Left: Geostories, “At the Bottom of the World,” Of Oil and Ice, 2017. Right: Franco Purini, Teatrino N. 5 - Teatrini, Small Theater N 5, From the series "Theatres," 1997.

In conjunction with the exhibitions Geostories: Another Architecture for the Environment and Franco Purini: Selected Works, an opening night gallery round table discussion will take place on the subject of spaces of representation in architectural drawing. Entitled Architectural Tropes Across Scales And Geographies, the conversation will include Rania Ghosn and El Hadi Jazairy of Design Earth; Italian Architect Franco Purini; Maria Perbellini, Dean of the New York Institute of Technology School of Architecture & Design; and Nader Tehrani, Dean of The Irwin S. Chanin School of Architecture. The talk will be moderated by Felipe Correa.

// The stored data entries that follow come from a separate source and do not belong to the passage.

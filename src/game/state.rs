//! Game state types.

use core::fmt;

/// One of the two seats at the table.
#[derive(Debug, Clone, Copy, PartialEq, Eq, Hash)]
pub enum Player {
    /// Player 1, who opens every turn.
    First,
    /// Player 2, who answers player 1.
    Second,
}

impl Player {
    /// Returns the seat number as printed (1 or 2).
    #[must_use]
    pub const fn number(self) -> u8 {
        match self {
            Self::First => 1,
            Self::Second => 2,
        }
    }

    pub(crate) const fn index(self) -> usize {
        match self {
            Self::First => 0,
            Self::Second => 1,
        }
    }
}

impl fmt::Display for Player {
    fn fmt(&self, f: &mut fmt::Formatter<'_>) -> fmt::Result {
        write!(f, "Player {}", self.number())
    }
}

/// Game state.
#[derive(Debug, Clone, Copy, PartialEq, Eq)]
pub enum GameState {
    /// Waiting to resolve the given turn (counted from 1).
    AwaitingTurn(u32),
    /// The game is over; holds the winner.
    Finished(Player),
}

Rania Ghosn and El Hadi Jazairy lead the design-research practice Design Earth. Their work examines the geographies of technological systems, such as those of energy, trash, water and agriculture, to open aesthetic and political concerns for architecture and urbanism. Their work is widely recognized, including a Young Architects Prize from Architectural League of New York, and has been exhibited and published extensively. Ghosn and Jazairy hold doctor of design degrees from Harvard Graduate School of Design, where they were founding editors of the journal New Geographies. Ghosn is currently assistant professor of architecture and urbanism at the Massachusetts Institute of Technology School of Architecture & Planning, and Jazairy is assistant professor at University of Michigan Taubman College of Architecture and Urban Planning.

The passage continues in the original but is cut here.